# -*- coding: utf-8 -*-
"""
Created on Fri May 31 16:02:50 2024

@author: yys
"""

import os
import random
import pandas as pd

# 设置随机数种子
random.seed(42)

# 指定文件夹路径
folder_path = 'D:/guo/RS-BNU/bj/onlyok/new/tk_qingtiannew'
# folder_path = 'D:/guo/RS-BNU/bj/onlyok/new/tk_cloud'
# 获取文件夹中所有CSV文件的文件名
csv_files = [file for file in os.listdir(folder_path) if file.endswith('.csv')]

# 计算每一类应该有的文件数量
total_files = len(csv_files)
group1_count = int(total_files * 0.7)
group2_count = int(total_files * 0.2)
group3_count = total_files - group1_count - group2_count

# 随机选择相应数量的文件作为每一类
group1_files = random.sample(csv_files, group1_count)
remaining_files = [file for file in csv_files if file not in group1_files]
group2_files = random.sample(remaining_files, group2_count)
group3_files = [file for file in remaining_files if file not in group2_files]

# 合并每一类文件为DataFrame
def merge_files(files):
    data = []
    for file in files:
        file_path = os.path.join(folder_path, file)
        df = pd.read_csv(file_path)
        data.append(df)
    return pd.concat(data, ignore_index=True)

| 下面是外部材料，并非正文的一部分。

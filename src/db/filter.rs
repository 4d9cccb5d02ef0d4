//! Query conditions over the post table and their SQL rendering.

use sqlx::{Postgres, QueryBuilder};

use crate::models::PostField;

/// A literal compared against a column.
#[derive(Debug, Clone, PartialEq, Eq)]
pub enum Scalar {
    Text(String),
    Integer(i32),
}

impl Scalar {
    pub fn as_text(&self) -> String {
        match self {
            Scalar::Text(s) => s.clone(),
            Scalar::Integer(i) => i.to_string(),
        }
    }
}

/// Binary lookups accepted after `__` in a filter parameter.
#[derive(Debug, Clone, Copy, PartialEq, Eq)]
pub enum Comparison {
    Exact,
    IExact,
    Contains,
    IContains,
    StartsWith,
    IStartsWith,
    EndsWith,
    IEndsWith,
    Gt,
    Gte,
    Lt,
    Lte,
}

impl Comparison {
    pub fn is_pattern(&self) -> bool {
        matches!(
            self,
            Comparison::Contains
                | Comparison::IContains
                | Comparison::StartsWith
                | Comparison::IStartsWith
                | Comparison::EndsWith
                | Comparison::IEndsWith
        )
    }

    pub fn is_case_insensitive(&self) -> bool {
        matches!(
            self,
            Comparison::IExact | Comparison::IContains | Comparison::IStartsWith | Comparison::IEndsWith
        )
    }

    /// LIKE pattern for `value`, with wildcards in the value escaped.
    pub fn like_pattern(&self, value: &str) -> String {
        let escaped = escape_like(value);
        match self {
            Comparison::Contains | Comparison::IContains => format!("%{escaped}%"),
            Comparison::StartsWith | Comparison::IStartsWith => format!("{escaped}%"),
            Comparison::EndsWith | Comparison::IEndsWith => format!("%{escaped}"),
            _ => escaped,
        }
    }

    fn sql_operator(&self) -> &'static str {
        match self {
            Comparison::Gt => " > ",
            Comparison::Gte => " >= ",
            Comparison::Lt => " < ",
            Comparison::Lte => " <= ",
            _ => " = ",
        }
    }
}

#[derive(Debug, Clone, PartialEq, Eq)]
pub enum Condition {
    Compare(Comparison, Scalar),
    In(Vec<Scalar>),
    IsNull(bool),
}

/// One `WHERE` clause term on a post column.
#[derive(Debug, Clone, PartialEq, Eq)]
pub struct PostFilter {
    pub field: PostField,
    pub condition: Condition,
}

fn escape_like(value: &str) -> String {
    let mut escaped = String::with_capacity(value.len());
    for c in value.chars() {
        if matches!(c, '\\' | '%' | '_') {
            escaped.push('\\');
        }
        escaped.push(c);
    }
    escaped
}

fn push_scalar(qb: &mut QueryBuilder<'_, Postgres>, value: &Scalar) {
    match value {
        Scalar::Text(s) => qb.push_bind(s.clone()),
        Scalar::Integer(i) => qb.push_bind(*i),
    };
}

impl PostFilter {
    /// Appends this filter as ` AND <term>` to a query that already has a `WHERE`.
    pub fn push_sql(&self, qb: &mut QueryBuilder<'_, Postgres>) {
        let column = self.field.name();
        qb.push(" AND ");

        match &self.condition {
            Condition::Compare(op, value) if op.is_pattern() => {
                let pattern = op.like_pattern(&value.as_text());
                if op.is_case_insensitive() {
                    qb.push(format!("UPPER({column}::text) LIKE UPPER("))
                        .push_bind(pattern)
                        .push(")");
                } else {
                    qb.push(format!("{column}::text LIKE ")).push_bind(pattern);
                }
            }
            Condition::Compare(Comparison::IExact, value) => {
                qb.push(format!("UPPER({column}::text) = UPPER("))
                    .push_bind(value.as_text())
                    .push(")");
            }
            Condition::Compare(op, value) => {
                qb.push(column).push(op.sql_operator());
                push_scalar(qb, value);
            }
            Condition::In(values) if values.is_empty() => {
                qb.push("FALSE");
            }
            Condition::In(values) => {
                qb.push(column).push(" = ANY(");
                if self.field.is_integer() {
                    let ints: Vec<i32> = values
                        .iter()
                        .filter_map(|v| match v {
                            Scalar::Integer(i) => Some(*i),
                            Scalar::Text(_) => None,
                        })
                        .collect();
                    qb.push_bind(ints);
                } else {
                    let texts: Vec<String> = values.iter().map(Scalar::as_text).collect();
                    qb.push_bind(texts);
                }
                qb.push(")");
            }
            Condition::IsNull(true) => {
                qb.push(column).push(" IS NULL");
            }
            Condition::IsNull(false) => {
                qb.push(column).push(" IS NOT NULL");
            }
        }
    }
}

#[cfg(test)]
mod tests {
    use super::*;

    fn render(filter: PostFilter) -> String {
        let mut qb = QueryBuilder::<Postgres>::new("SELECT id FROM blog_blogpost WHERE status = 2");
        filter.push_sql(&mut qb);
        qb.sql().to_string()
    }

    #[test]
    fn test_escape_like() {
        assert_eq!(escape_like("100%_done\\"), "100\\%\\_done\\\\");
        assert_eq!(Comparison::IStartsWith.like_pattern("a_b"), "a\\_b%");
    }

    #[test]
    fn test_exact_sql() {
        let sql = render(PostFilter {
            field: PostField::Slug,
            condition: Condition::Compare(Comparison::Exact, Scalar::Text("hello".into())),
        });
        assert_eq!(sql, "SELECT id FROM blog_blogpost WHERE status = 2 AND slug = $1");
    }

    #[test]
    fn test_icontains_sql() {
        let sql = render(PostFilter {
            field: PostField::Title,
            condition: Condition::Compare(Comparison::IContains, Scalar::Text("rust".into())),
        });
        assert!(sql.ends_with("AND UPPER(title::text) LIKE UPPER($1)"));
    }

    #[test]
    fn test_in_and_isnull_sql() {
        let sql = render(PostFilter {
            field: PostField::Id,
            condition: Condition::In(vec![Scalar::Integer(1), Scalar::Integer(2)]),
        });
        assert!(sql.ends_with("AND id = ANY($1)"));

        let sql = render(PostFilter {
            field: PostField::Slug,
            condition: Condition::In(vec![]),
        });
        assert!(sql.ends_with("AND FALSE"));

        let sql = render(PostFilter {
            field: PostField::Slug,
            condition: Condition::IsNull(false),
        });
        assert!(sql.ends_with("AND slug IS NOT NULL"));
    }
}
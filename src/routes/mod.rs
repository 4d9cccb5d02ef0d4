//! HTTP routes
//!
//! - `/app/`, `/app/{id}/` - slug index of published posts
//! - `/blog/`, `/blog/{id}/` - full published posts
//! - `/health` - liveness and database check
//!
//! Anything else answers 404. Every response, including the 404, carries the
//! CORS headers.

pub mod health;

use axum::{http::StatusCode, middleware, Router};
use tower_http::trace::TraceLayer;
use tracing::info;

use crate::middleware::stamp_cors_headers;
use crate::models::AppState;
use crate::resources::{ListResource, RESOURCES};

/// Create the main application router
pub fn create_router(state: AppState) -> Router {
    info!("Creating application router");

    let resources = RESOURCES.into_iter().fold(Router::new(), |router, declaration| {
        info!(resource = declaration.name, "Mounting resource");
        router.merge(ListResource::new(declaration, state.store.clone(), state.config.api.clone()).router())
    });

    // Routes outside the resources have no guard; stamp their headers here
    let site = Router::new()
        .merge(health::router(state))
        .fallback(|| async { StatusCode::NOT_FOUND })
        .layer(middleware::map_response(stamp_cors_headers));

    Router::new()
        .merge(resources)
        .merge(site)
        .layer(TraceLayer::new_for_http())
}
// Error types shared by the resource handlers

use axum::{
    http::StatusCode,
    response::{IntoResponse, Response},
    Json,
};
use tracing::error;

/// Body returned for unexpected failures; internals are only logged.
pub const INTERNAL_ERROR_MESSAGE: &str =
    "Sorry, this request could not be processed. Please try again later.";

#[derive(Debug, thiserror::Error)]
pub enum ApiError {
    #[error("Database error: {0}")]
    Database(#[from] sqlx::Error),

    #[error("Serialization error: {0}")]
    Serialization(#[from] serde_json::Error),

    #[error("{0}")]
    BadRequest(String),

    #[error("Not found")]
    NotFound,
}

pub type ApiResult<T> = std::result::Result<T, ApiError>;

impl ApiError {
    pub fn bad_request(message: impl Into<String>) -> Self {
        ApiError::BadRequest(message.into())
    }

    pub fn status(&self) -> StatusCode {
        match self {
            ApiError::Database(_) | ApiError::Serialization(_) => StatusCode::INTERNAL_SERVER_ERROR,
            ApiError::BadRequest(_) => StatusCode::BAD_REQUEST,
            ApiError::NotFound => StatusCode::NOT_FOUND,
        }
    }
}

impl IntoResponse for ApiError {
    fn into_response(self) -> Response {
        let status = self.status();
        match self {
            ApiError::BadRequest(message) => {
                (status, Json(serde_json::json!({ "error": message }))).into_response()
            }
            ApiError::NotFound => status.into_response(),
            ApiError::Database(_) | ApiError::Serialization(_) => {
                error!(error = %self, "Request failed");
                (
                    status,
                    Json(serde_json::json!({ "error_message": INTERNAL_ERROR_MESSAGE })),
                )
                    .into_response()
            }
        }
    }
}
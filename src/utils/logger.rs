// Logger initialization

use tracing_subscriber::{layer::SubscriberExt, util::SubscriberInitExt, EnvFilter};

const DEFAULT_FILTER: &str = "blog_api=debug,tower_http=debug,axum=debug";

/// Installs the global subscriber; `RUST_LOG` overrides the default filter.
pub fn init_logger() {
    tracing_subscriber::registry()
        .with(EnvFilter::try_from_default_env().unwrap_or_else(|_| DEFAULT_FILTER.into()))
        .with(tracing_subscriber::fmt::layer())
        .init();
}
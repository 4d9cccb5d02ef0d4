use std::sync::Arc;

use serde_json::{Map, Value};

use crate::config::Config;
use crate::db::PostStore;

#[derive(Clone)]
pub struct AppState {
    pub store: Arc<dyn PostStore>,
    pub config: Config,
}

/// Status value of a draft post.
pub const CONTENT_STATUS_DRAFT: i32 = 1;
/// Status value of a published post. Only these rows are ever served.
pub const CONTENT_STATUS_PUBLISHED: i32 = 2;

// Read-only view over the blog post table.
// Note: FromRow is used with runtime query_as (no DATABASE_URL at compile time)

#[derive(Debug, Clone, serde::Serialize, serde::Deserialize, sqlx::FromRow)]
pub struct Post {
    pub id: i32,
    pub slug: Option<String>,
    pub title: String,
    pub content: String,
    pub description: String,
    pub keywords_string: String,
    pub status: i32,
}

/// A column a resource may expose or filter on.
#[derive(Debug, Clone, Copy, PartialEq, Eq, Hash)]
pub enum PostField {
    Id,
    Slug,
    Title,
    Content,
    Description,
    KeywordsString,
}

impl PostField {
    pub const ALL: [PostField; 6] = [
        PostField::Id,
        PostField::Slug,
        PostField::Title,
        PostField::Content,
        PostField::Description,
        PostField::KeywordsString,
    ];

    /// Serialized name, also the column name.
    pub fn name(&self) -> &'static str {
        match self {
            PostField::Id => "id",
            PostField::Slug => "slug",
            PostField::Title => "title",
            PostField::Content => "content",
            PostField::Description => "description",
            PostField::KeywordsString => "keywords_string",
        }
    }

    pub fn from_name(name: &str) -> Option<Self> {
        Self::ALL.into_iter().find(|field| field.name() == name)
    }

    pub fn is_integer(&self) -> bool {
        matches!(self, PostField::Id)
    }
}

impl std::fmt::Display for PostField {
    fn fmt(&self, f: &mut std::fmt::Formatter<'_>) -> std::fmt::Result {
        f.write_str(self.name())
    }
}

impl Post {
    pub fn is_published(&self) -> bool {
        self.status == CONTENT_STATUS_PUBLISHED
    }

    pub fn value_of(&self, field: PostField) -> Value {
        match field {
            PostField::Id => Value::from(self.id),
            PostField::Slug => self
                .slug
                .as_ref()
                .map_or(Value::Null, |slug| Value::from(slug.as_str())),
            PostField::Title => Value::from(self.title.as_str()),
            PostField::Content => Value::from(self.content.as_str()),
            PostField::Description => Value::from(self.description.as_str()),
            PostField::KeywordsString => Value::from(self.keywords_string.as_str()),
        }
    }

    /// Projects the post onto `fields`, adding its `resource_uri`.
    pub fn project(&self, fields: &[PostField], resource_uri: String) -> Value {
        let mut object: Map<String, Value> = fields
            .iter()
            .map(|field| (field.name().to_string(), self.value_of(*field)))
            .collect();
        object.insert("resource_uri".to_string(), Value::String(resource_uri));
        Value::Object(object)
    }
}

#[derive(Debug, Clone, serde::Serialize, serde::Deserialize)]
pub struct HealthResponse {
    pub status: String,
    pub timestamp: String,
    pub database: String,
}
//! Cross-origin guard for the read-only resources.
//!
//! Every resource route runs behind [`cors_guard`]. The guard checks the
//! request method against the resource's allow-list before any handler runs,
//! answers `OPTIONS` preflight requests itself, and stamps the CORS headers on
//! whatever response leaves the resource.
//!
//! The header values are fixed:
//! - `Access-Control-Allow-Origin: *` and `Access-Control-Allow-Headers: Content-Type`
//!   on every response
//! - `Access-Control-Allow-Methods: GET` on preflight replies only
//! - `Allow: <METHOD,...>` on preflight and 405 replies

use std::str::FromStr;

use axum::{
    extract::{Request, State},
    http::{header, HeaderValue, Method, StatusCode},
    middleware::Next,
    response::{IntoResponse, Response},
};
use tracing::debug;

pub const ALLOW_ORIGIN: &str = "*";
pub const ALLOW_HEADERS: &str = "Content-Type";
pub const PREFLIGHT_ALLOW_METHODS: &str = "GET";

/// HTTP methods a resource can list in its allow-list.
#[derive(Debug, Clone, Copy, PartialEq, Eq, Hash)]
pub enum HttpMethod {
    Get,
    Head,
    Post,
    Put,
    Patch,
    Delete,
    Options,
}

impl HttpMethod {
    /// Lower-cased token, the form resources declare and the guard returns.
    pub fn as_str(&self) -> &'static str {
        match self {
            HttpMethod::Get => "get",
            HttpMethod::Head => "head",
            HttpMethod::Post => "post",
            HttpMethod::Put => "put",
            HttpMethod::Patch => "patch",
            HttpMethod::Delete => "delete",
            HttpMethod::Options => "options",
        }
    }

    /// Upper-cased token as it appears in the `Allow` header.
    pub fn as_header_token(&self) -> &'static str {
        match self {
            HttpMethod::Get => "GET",
            HttpMethod::Head => "HEAD",
            HttpMethod::Post => "POST",
            HttpMethod::Put => "PUT",
            HttpMethod::Patch => "PATCH",
            HttpMethod::Delete => "DELETE",
            HttpMethod::Options => "OPTIONS",
        }
    }
}

impl std::fmt::Display for HttpMethod {
    fn fmt(&self, f: &mut std::fmt::Formatter<'_>) -> std::fmt::Result {
        f.write_str(self.as_str())
    }
}

#[derive(Debug, thiserror::Error)]
#[error("unknown HTTP method: {0}")]
pub struct UnknownMethod(pub String);

impl FromStr for HttpMethod {
    type Err = UnknownMethod;

    fn from_str(s: &str) -> Result<Self, Self::Err> {
        match s.to_ascii_lowercase().as_str() {
            "get" => Ok(HttpMethod::Get),
            "head" => Ok(HttpMethod::Head),
            "post" => Ok(HttpMethod::Post),
            "put" => Ok(HttpMethod::Put),
            "patch" => Ok(HttpMethod::Patch),
            "delete" => Ok(HttpMethod::Delete),
            "options" => Ok(HttpMethod::Options),
            _ => Err(UnknownMethod(s.to_string())),
        }
    }
}

/// Outcome of [`method_check`].
#[derive(Debug)]
pub enum MethodCheck {
    /// The method is allowed; the handler should run.
    Proceed(HttpMethod),
    /// Terminal reply (preflight or 405) to send as-is.
    Reject(Response),
}

/// Joins the allow-list into the `Allow` header value.
///
/// Declaration order is kept and duplicates are not removed.
pub fn allow_header_value(allowed: &[HttpMethod]) -> String {
    allowed
        .iter()
        .map(HttpMethod::as_header_token)
        .collect::<Vec<_>>()
        .join(",")
}

/// Decides whether a request may reach its handler.
pub fn method_check(method: &Method, allowed: &[HttpMethod]) -> MethodCheck {
    let allows = allow_header_value(allowed);
    let requested = method.as_str().parse::<HttpMethod>().ok();

    if requested == Some(HttpMethod::Options) {
        debug!(allow = %allows, "Answering preflight request");
        return MethodCheck::Reject(preflight_response(allows));
    }

    match requested {
        Some(method) if allowed.contains(&method) => MethodCheck::Proceed(method),
        _ => {
            debug!(method = %method, allow = %allows, "Rejecting disallowed method");
            MethodCheck::Reject(method_not_allowed_response(allows))
        }
    }
}

/// Stamps the CORS headers every response must carry.
pub fn finalize(mut response: Response) -> Response {
    let headers = response.headers_mut();
    headers.insert(
        header::ACCESS_CONTROL_ALLOW_ORIGIN,
        HeaderValue::from_static(ALLOW_ORIGIN),
    );
    headers.insert(
        header::ACCESS_CONTROL_ALLOW_HEADERS,
        HeaderValue::from_static(ALLOW_HEADERS),
    );
    response
}

fn preflight_response(allows: String) -> Response {
    let response = (
        StatusCode::OK,
        [
            (header::CONTENT_TYPE, mime::TEXT_PLAIN_UTF_8.as_ref()),
            (header::ACCESS_CONTROL_ALLOW_METHODS, PREFLIGHT_ALLOW_METHODS),
            (header::ALLOW, allows.as_str()),
        ],
        allows.clone(),
    )
        .into_response();
    finalize(response)
}

fn method_not_allowed_response(allows: String) -> Response {
    let response = (
        StatusCode::METHOD_NOT_ALLOWED,
        [
            (header::CONTENT_TYPE, mime::TEXT_PLAIN_UTF_8.as_ref()),
            (header::ALLOW, allows.as_str()),
        ],
        allows.clone(),
    )
        .into_response();
    finalize(response)
}

/// Response mapper for routes outside any resource (health, 404 fallback).
pub async fn stamp_cors_headers(response: Response) -> Response {
    finalize(response)
}

/// Axum middleware running [`method_check`] ahead of the resource handler.
///
/// On `Proceed` the validated method is stored in the request extensions so
/// handlers can key their caches on it.
pub async fn cors_guard(
    State(allowed): State<&'static [HttpMethod]>,
    mut req: Request,
    next: Next,
) -> Response {
    match method_check(req.method(), allowed) {
        MethodCheck::Reject(response) => response,
        MethodCheck::Proceed(method) => {
            req.extensions_mut().insert(method);
            finalize(next.run(req).await)
        }
    }
}
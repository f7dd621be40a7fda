use crate::analysis::Analyzer;
use crate::config::Config;
use crate::engine::Engine;
use crate::report::Summary;
use anyhow::{Context, Result, bail};
use glob::glob;
use std::{
    fs::{self, OpenOptions},
    io::{BufWriter, Write},
    path::{Path, PathBuf},
};

/// Owns the simulation directory layout: a `config.toml` next to one
/// `run-XXXX` directory per run, each holding the report, summary,
/// trajectory segments, checkpoint, and analysis results of that run.
pub struct Manager {
    sim_dir: PathBuf,
    cfg: Config,
}

impl Manager {
    pub fn new<P: AsRef<Path>>(sim_dir: P) -> Result<Self> {
        let sim_dir = sim_dir.as_ref().to_path_buf();

        let cfg =
            Config::from_file(sim_dir.join("config.toml")).context("failed to construct cfg")?;
        log::info!("{cfg:#?}");

        Ok(Self { sim_dir, cfg })
    }

    /// Initialize a new run directory and simulate to completion.
    pub fn create_run(&self) -> Result<()> {
        let run_idx = self.count_run_dirs().context("failed to count run dirs")?;

        let run_dir = self.run_dir(run_idx);
        fs::create_dir_all(&run_dir).with_context(|| format!("failed to create {run_dir:?}"))?;
        log::info!("created {run_dir:?}");

        let mut engine = Engine::generate_initial_condition(self.cfg.clone())
            .context("failed to generate initial condition")?;

        self.append_summary(run_idx, &engine.summary("begin"))
            .context("failed to write begin summary")?;

        engine
            .initialize_report(self.report_file(run_idx))
            .context("failed to initialize report")?;

        // Checkpoint the initial condition, so a run interrupted before
        // its first snapshot can still be resumed.
        engine
            .save_checkpoint(self.checkpoint_file(run_idx))
            .context("failed to save checkpoint")?;

        self.advance_run(run_idx, 0, &mut engine)
    }

    /// Continue an interrupted run from its checkpoint.
    pub fn resume_run(&self, run_idx: usize) -> Result<()> {
        let file_idx = self
            .count_trajectory_files(run_idx)
            .context("failed to count trajectory files")?;

        let checkpoint_file = self.checkpoint_file(run_idx);
        let mut engine = Engine::load_checkpoint(&checkpoint_file)
            .with_context(|| format!("failed to load {checkpoint_file:?}"))?;
        if engine.cfg() != &self.cfg {
            bail!("checkpoint config differs from the current config");
        }
        log::info!("loaded {checkpoint_file:?}");

        if engine.is_complete() {
            log::info!("run {run_idx} is already complete");
            return Ok(());
        }

        self.advance_run(run_idx, file_idx, &mut engine)
    }

    fn advance_run(&self, run_idx: usize, file_idx: usize, engine: &mut Engine) -> Result<()> {
        engine
            .run_simulation(
                self.report_file(run_idx),
                self.trajectory_file(run_idx, file_idx),
                self.checkpoint_file(run_idx),
            )
            .context("failed to run simulation")?;

        if engine.is_complete() {
            self.append_summary(run_idx, &engine.summary("end"))
                .context("failed to write end summary")?;
        }

        engine
            .save_checkpoint(self.checkpoint_file(run_idx))
            .context("failed to save checkpoint")?;

        Ok(())
    }

    /// Reduce the trajectory snapshots of every run into `results.json`.
    pub fn analyze_sim(&self) -> Result<()> {
        let n_runs = self.count_run_dirs().context("failed to count run dirs")?;
        for run_idx in 0..n_runs {
            let mut analyzer = Analyzer::new();

            let n_files = self
                .count_trajectory_files(run_idx)
                .context("failed to count trajectory files")?;
            for file_idx in 0..n_files {
                analyzer
                    .add_file(self.trajectory_file(run_idx, file_idx))
                    .context("failed to add file")?;
            }

            analyzer
                .save_results(self.results_file(run_idx))
                .context("failed to save results")?;
        }

        Ok(())
    }

    /// Delete all run directories, keeping the configuration.
    pub fn clean_sim(&self) -> Result<()> {
        let n_runs = self.count_run_dirs().context("failed to count run dirs")?;
        for run_idx in 0..n_runs {
            let run_dir = self.run_dir(run_idx);
            fs::remove_dir_all(&run_dir)
                .with_context(|| format!("failed to remove {run_dir:?}"))?;
            log::info!("removed {run_dir:?}");
        }
        Ok(())
    }

    fn append_summary(&self, run_idx: usize, summary: &Summary) -> Result<()> {
        let summary_file = self.summary_file(run_idx);
        let file = OpenOptions::new()
            .append(true)
            .create(true)
            .open(&summary_file)
            .with_context(|| format!("failed to open {summary_file:?}"))?;
        let mut writer = BufWriter::new(file);
        summary.write(&mut writer)?;
        writer.flush().context("failed to flush summary stream")?;
        Ok(())
    }

    fn count_run_dirs(&self) -> Result<usize> {
        let pattern = self.sim_dir.join("run-*");
        let pattern = pattern.to_str().context("pattern is not valid UTF-8")?;
        let count = glob(pattern)
            .context("failed to glob run dirs")?
            .filter_map(Result::ok)
            .filter(|p| p.is_dir())
            .count();
        Ok(count)
    }

    fn run_dir(&self, run_idx: usize) -> PathBuf {
        self.sim_dir.join(format!("run-{run_idx:04}"))
    }

    fn count_trajectory_files(&self, run_idx: usize) -> Result<usize> {
        let pattern = self.run_dir(run_idx).join("trajectory-*.msgpack");
        let pattern = pattern.to_str().context("pattern is not valid UTF-8")?;
        let count = glob(pattern)
            .context("failed to glob trajectory files")?
            .filter_map(Result::ok)
            .count();
        Ok(count)
    }

    fn report_file(&self, run_idx: usize) -> PathBuf {
        self.run_dir(run_idx).join("report.csv")
    }

    fn summary_file(&self, run_idx: usize) -> PathBuf {
        self.run_dir(run_idx).join("summary.csv")
    }

    fn checkpoint_file(&self, run_idx: usize) -> PathBuf {
        self.run_dir(run_idx).join("checkpoint.msgpack")
    }

    fn trajectory_file(&self, run_idx: usize, file_idx: usize) -> PathBuf {
        self.run_dir(run_idx)
            .join(format!("trajectory-{file_idx:04}.msgpack"))
    }

    fn results_file(&self, run_idx: usize) -> PathBuf {
        self.run_dir(run_idx).join("results.json")
    }
}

group1_df = merge_files(group1_files)
group2_df = merge_files(group2_files)
group3_df = merge_files(group3_files)

# 将三个DataFrame保存为CSV文件
group1_df.to_csv('D:/guo/RS-BNU/bj/onlyok/new/sunny_xl1.csv', index=False)
group2_df.to_csv('D:/guo/RS-BNU/bj/onlyok/new/sunny_yz1.csv', index=False)
group3_df.to_csv('D:/guo/RS-BNU/bj/onlyok/new/sunny_cs1.csv', index=False)


# group1_df.to_csv('D:/guo/RS-BNU/bj/onlyok/new/cloud_xl.csv', index=False)
# group2_df.to_csv('D:/guo/RS-BNU/bj/onlyok/new/cloud_yz.csv', index=False)
# group3_df.to_csv('D:/guo/RS-BNU/bj/onlyok/new/cloud_cs.csv', index=False)

print("按比例分组并保存到group1.csv，group2.csv和group3.csv文件中。")